Workers Comp Lien Checklist (2026): Medicare, Medicaid, and Child Support Holds Before Settlement


Quick answer

If you settle before checking all lien and reimbursement claims (Medicare, Medicaid, child support, state benefit offsets), your net payout can drop after signature. In many cases, the safest order is: lien search → payoff confirmation → release language check → judge/board approval timing check.

Search intent in 2026 has shifted from “average payout” to “why my settlement check was reduced/delayed.” Claimants now ask more question-style queries like:

  • “Can Medicare take money from my workers comp settlement?”
  • “Do I need a set-aside if I might be Medicare-eligible soon?”
  • “Why is my check delayed after approval?”
  • “Can child support arrears be withheld from settlement funds?”

This guide focuses on those high-intent, pre-signature risk points.

2026 fact check (official-source first)

  • CMS workers’ compensation set-aside guidance still emphasizes Medicare’s interest in future injury-related medical costs.
  • CMS review workload and state-specific workers’ comp procedures can create timing gaps between agreement, approval, and final disbursement.
  • State boards/courts can require clear release language and may review fairness before approving final settlement paperwork.

Always verify with your state board and current CMS guidance before signing.

The 10-point lien checklist before you sign

1) Identify all possible reimbursement stakeholders

Create a one-page list: Medicare, state Medicaid agency, private disability carrier, child support enforcement, and any state benefit offset program.

2) Confirm Medicare status and 30-month horizon

If you are already Medicare-eligible or likely to become eligible soon, ask whether an MSA analysis is needed.

3) Request written conditional payment information

Do not rely on verbal estimates.
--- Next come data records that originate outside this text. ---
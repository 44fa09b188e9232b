//! Price Cache
//!
//! Instrument id → last known snapshot, stamped with the local time it was
//! written. Entries older than the caller's `max_age` are reported as misses.
//! The whole map sits behind one mutex; it holds tens of instruments at most.

use std::collections::HashMap;
use std::time::{Duration, Instant};

use parking_lot::Mutex;

use super::quote::PriceSnapshot;

#[derive(Debug, Clone)]
struct CacheEntry {
    snapshot: PriceSnapshot,
    updated_at: Instant,
}

/// Thread-safe, staleness-aware price cache.
#[derive(Debug, Default)]
pub struct PriceCache {
    entries: Mutex<HashMap<u64, CacheEntry>>,
}

impl PriceCache {
    /// Create an empty cache.
    #[must_use]
    pub fn new() -> Self {
        Self::default()
    }

    /// Snapshot for `uic` if it was written no more than `max_age` ago.
    #[must_use]
    pub fn get(&self, uic: u64, max_age: Duration) -> Option<PriceSnapshot> {
        self.get_as_of(uic, max_age, Instant::now())
    }

    /// [`PriceCache::get`] evaluated at an explicit instant.
    #[must_use]
    pub fn get_as_of(&self, uic: u64, max_age: Duration, now: Instant) -> Option<PriceSnapshot> {
        let entries = self.entries.lock();
        let entry = entries.get(&uic)?;
        let age = now.saturating_duration_since(entry.updated_at);
        (age <= max_age).then(|| entry.snapshot.clone())
    }

    /// Overwrite the entry for `uic`, stamping it with the current time.
    pub fn put(&self, uic: u64, snapshot: PriceSnapshot) {
        self.entries.lock().insert(
            uic,
            CacheEntry {
                snapshot,
                updated_at: Instant::now(),
            },
        );
    }

    /// Merge a streamed delta onto the current entry and restamp it.
    ///
    /// Returns the merged snapshot.
    pub fn merge(&self, uic: u64, delta: PriceSnapshot) -> PriceSnapshot {
        let mut entries = self.entries.lock();
        let entry = entries.entry(uic).or_insert_with(|| CacheEntry {
            snapshot: PriceSnapshot::default(),
            updated_at: Instant::now(),
        });
        entry.snapshot.merge(delta);
        entry.updated_at = Instant::now();
        entry.snapshot.clone()
    }

    /// Drop every entry.
    pub fn clear(&self) {
        self.entries.lock().clear();
    }

    /// Number of entries, fresh or stale.
    #[must_use]
    pub fn len(&self) -> usize {
        self.entries.lock().len()
    }

    /// True when no entries are held.
    #[must_use]
    pub fn is_empty(&self) -> bool {
        self.entries.lock().is_empty()
    }
}
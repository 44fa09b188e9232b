//! Broker Authentication
//!
//! OAuth2 token lifecycle: the per-process [`Authenticator`], the
//! cross-process [`TokenCoordinator`], and the local redirect listener used
//! by the interactive authorization-code flow.

mod authenticator;
mod callback;
mod coordinator;
mod error;

pub use authenticator::Authenticator;
pub use callback::{CallbackListener, CallbackParams};
pub use coordinator::TokenCoordinator;
pub use error::{AuthError, TokenError};
//! Application Ports (Driven)
//!
//! Interfaces the session uses to reach systems it does not own: the
//! durable token store shared between hosts, the user's browser, and the
//! bearer-token source the REST and streaming layers call through.

mod browser_port;
mod token_provider_port;
mod token_store_port;

pub use browser_port::{BrowserError, BrowserPort, HeadlessBrowser, SystemBrowser};
pub use token_provider_port::{StaticTokenProvider, TokenProviderPort};
pub use token_store_port::{InMemoryTokenStore, NoOpTokenStore, TokenStoreError, TokenStorePort};
//! Token Store Port (Driven Port)
//!
//! Durable storage shared by every bot instance (a database row, a secrets
//! manager entry, ...). The local cache file is the fast path; the store is
//! where a freshly issued token set is pushed so that hosts without the
//! cache file can pick it up.

use async_trait::async_trait;
use parking_lot::Mutex;

use crate::domain::TokenSet;

/// Token store error.
#[derive(Debug, Clone, thiserror::Error)]
pub enum TokenStoreError {
    /// Backend unreachable.
    #[error("Token store unavailable: {message}")]
    Unavailable {
        /// Backend error text.
        message: String,
    },

    /// Stored document could not be decoded.
    #[error("Token store data corrupt: {message}")]
    Corrupt {
        /// Decoder error text.
        message: String,
    },
}

/// Port for durable token storage.
#[async_trait]
pub trait TokenStorePort: Send + Sync {
    /// Load the most recently persisted token set, if any.
    async fn load(&self) -> Result<Option<TokenSet>, TokenStoreError>;

    /// Persist a freshly issued token set.
    async fn persist(&self, tokens: &TokenSet) -> Result<(), TokenStoreError>;
}

/// Store that keeps nothing. Used when the local cache file is the only
/// shared state.
#[derive(Debug, Clone, Default)]
pub struct NoOpTokenStore;

#[async_trait]
impl TokenStorePort for NoOpTokenStore {
    async fn load(&self) -> Result<Option<TokenSet>, TokenStoreError> {
        Ok(None)
    }

    async fn persist(&self, _tokens: &TokenSet) -> Result<(), TokenStoreError> {
        Ok(())
    }
}

/// In-memory store for tests and single-host setups.
#[derive(Debug, Default)]
pub struct InMemoryTokenStore {
    tokens: Mutex<Option<TokenSet>>,
    persist_count: Mutex<usize>,
}

impl InMemoryTokenStore {
    /// Create an empty store.
    #[must_use]
    pub fn new() -> Self {
        Self::default()
    }

    /// Create a store pre-seeded with `tokens`.
    #[must_use]
    pub fn with_tokens(tokens: TokenSet) -> Self {
        Self {
            tokens: Mutex::new(Some(tokens)),
            persist_count: Mutex::new(0),
        }
    }

    /// Number of `persist` calls so far.
    #[must_use]
    pub fn persist_count(&self) -> usize {
        *self.persist_count.lock()
    }
}

#[async_trait]
impl TokenStorePort for InMemoryTokenStore {
    async fn load(&self) -> Result<Option<TokenSet>, TokenStoreError> {
        Ok(self.tokens.lock().clone())
    }

    async fn persist(&self, tokens: &TokenSet) -> Result<(), TokenStoreError> {
        *self.tokens.lock() = Some(tokens.clone());
        *self.persist_count.lock() += 1;
        Ok(())
    }
}

#[cfg(test)]
mod tests {
    use chrono::{TimeDelta, Utc};

    use super::*;

    fn sample_tokens() -> TokenSet {
        TokenSet {
            access_token: "access".to_string(),
            refresh_token: "refresh".to_string(),
            expiry: Utc::now() + TimeDelta::minutes(20),
            app_key: "key".to_string(),
            app_secret: "secret".to_string(),
        }
    }

    #[tokio::test]
    async fn no_op_store_loads_nothing() {
        let store = NoOpTokenStore;
        assert!(store.persist(&sample_tokens()).await.is_ok());
        assert!(store.load().await.unwrap().is_none());
    }

    #[tokio::test]
    async fn in_memory_store_round_trips_latest() {
        let store = InMemoryTokenStore::new();
        assert!(store.load().await.unwrap().is_none());

        let tokens = sample_tokens();
        store.persist(&tokens).await.unwrap();

        assert_eq!(store.load().await.unwrap(), Some(tokens));
        assert_eq!(store.persist_count(), 1);
    }
}
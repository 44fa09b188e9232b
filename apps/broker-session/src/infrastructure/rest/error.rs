//! REST executor error types.

use std::time::Duration;

use thiserror::Error;

/// Errors from [`RequestExecutor`](super::RequestExecutor).
#[derive(Debug, Error, Clone)]
pub enum ApiError {
    /// Circuit breaker is open; no request was sent.
    #[error("Circuit breaker open, retry in {}s", retry_in.as_secs())]
    CircuitOpen {
        /// Time until the breaker closes.
        retry_in: Duration,
    },

    /// 429 retries exhausted.
    #[error("Rate limited after {attempts} attempts")]
    RateLimited {
        /// 429 responses received.
        attempts: u32,
    },

    /// 401 persisted after a forced token refresh.
    #[error("Unauthorized after token refresh")]
    Unauthorized,

    /// No valid access token could be obtained.
    #[error("Authentication failed")]
    AuthenticationFailed,

    /// Non-success status.
    #[error("HTTP {status}: {body}")]
    Status {
        /// HTTP status code.
        status: u16,
        /// Response body (possibly truncated).
        body: String,
    },

    /// Request exceeded the configured timeout.
    #[error("Request timed out")]
    Timeout,

    /// Transport failure (DNS, connect, TLS, reset).
    #[error("Network error: {0}")]
    Network(String),

    /// Response body was not the expected JSON.
    #[error("Response decode error: {0}")]
    Decode(String),

    /// Request could not be built.
    #[error("Invalid request: {0}")]
    InvalidRequest(String),
}

impl ApiError {
    /// Short label for metrics and logs.
    #[must_use]
    pub const fn kind(&self) -> &'static str {
        match self {
            Self::CircuitOpen { .. } => "circuit_open",
            Self::RateLimited { .. } => "rate_limited",
            Self::Unauthorized => "unauthorized",
            Self::AuthenticationFailed => "authentication_failed",
            Self::Status { .. } => "status",
            Self::Timeout => "timeout",
            Self::Network(_) => "network",
            Self::Decode(_) => "decode",
            Self::InvalidRequest(_) => "invalid_request",
        }
    }

    /// HTTP status, when the failure came from a response.
    #[must_use]
    pub const fn status(&self) -> Option<u16> {
        match self {
            Self::Status { status, .. } => Some(*status),
            Self::Unauthorized => Some(401),
            Self::RateLimited { .. } => Some(429),
            _ => None,
        }
    }
}

impl From<reqwest::Error> for ApiError {
    fn from(err: reqwest::Error) -> Self {
        if err.is_timeout() {
            Self::Timeout
        } else if err.is_builder() {
            Self::InvalidRequest(err.to_string())
        } else {
            Self::Network(err.to_string())
        }
    }
}

impl From<serde_json::Error> for ApiError {
    fn from(err: serde_json::Error) -> Self {
        Self::Decode(err.to_string())
    }
}

#[cfg(test)]
mod tests {
    use super::*;

    #[test]
    fn circuit_open_message_shows_seconds() {
        let err = ApiError::CircuitOpen {
            retry_in: Duration::from_secs(42),
        };
        assert_eq!(err.to_string(), "Circuit breaker open, retry in 42s");
        assert_eq!(err.kind(), "circuit_open");
    }

    #[test]
    fn status_is_exposed() {
        let err = ApiError::Status {
            status: 503,
            body: String::new(),
        };
        assert_eq!(err.status(), Some(503));
        assert_eq!(ApiError::Unauthorized.status(), Some(401));
        assert_eq!(ApiError::Timeout.status(), None);
    }

    #[test]
    fn json_error_maps_to_decode() {
        let err: ApiError = serde_json::from_str::<serde_json::Value>("{").unwrap_err().into();
        assert!(matches!(err, ApiError::Decode(_)));
    }
}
Ask for written balances and reference numbers.

4) Separate past payments vs future medical obligations

Past reimbursement and future medical allocation are different risk buckets; treat them separately in negotiations.

5) Validate release language line by line

Check whether the release closes future medical rights, wage claims, and reopening rights in your state.

6) Confirm net-to-claimant estimate

Ask for a signed net sheet: gross settlement, fees/costs, liens/holds, expected net, and expected payment window.

7) Check child support and tax intercept rules

Some jurisdictions can intercept all or part of funds. Confirm with counsel before final signature.

8) Map the approval workflow

Who approves the settlement in your state (judge/board/agency)? What is the typical timeline after filing?

9) Prepare a delay-recovery plan

If payment misses expected timing, know exactly who to contact first and what documentation to send.

10) Archive the final packet

Store release, order/approval, lien letters, and payoff records in one folder. Missing one document can stall payout corrections.

GEO/AEO section: state-by-state question framing

When users ask AI search tools about settlement delays, answers improve if the query includes state + injury type + stage.

Use this pattern:

  • [State] workers comp settlement lien checklist before release
  • [State] workers comp compromise release payment timeline after approval
  • [State] Medicare set-aside required for workers comp settlement

This produces more jurisdiction-aware answers and fewer generic results.

Internal next reads

FAQ

Is a lien issue only a lawyer problem?

No. Claimants should still verify balances and net projections before signing.

Does every case need a Medicare set-aside?

No. It depends on eligibility/risk profile and case details. Confirm with current CMS guidance and counsel.

Why does payout get delayed after agreement?

Common causes include incomplete approval packets, unresolved reimbursement balances, and release-language corrections.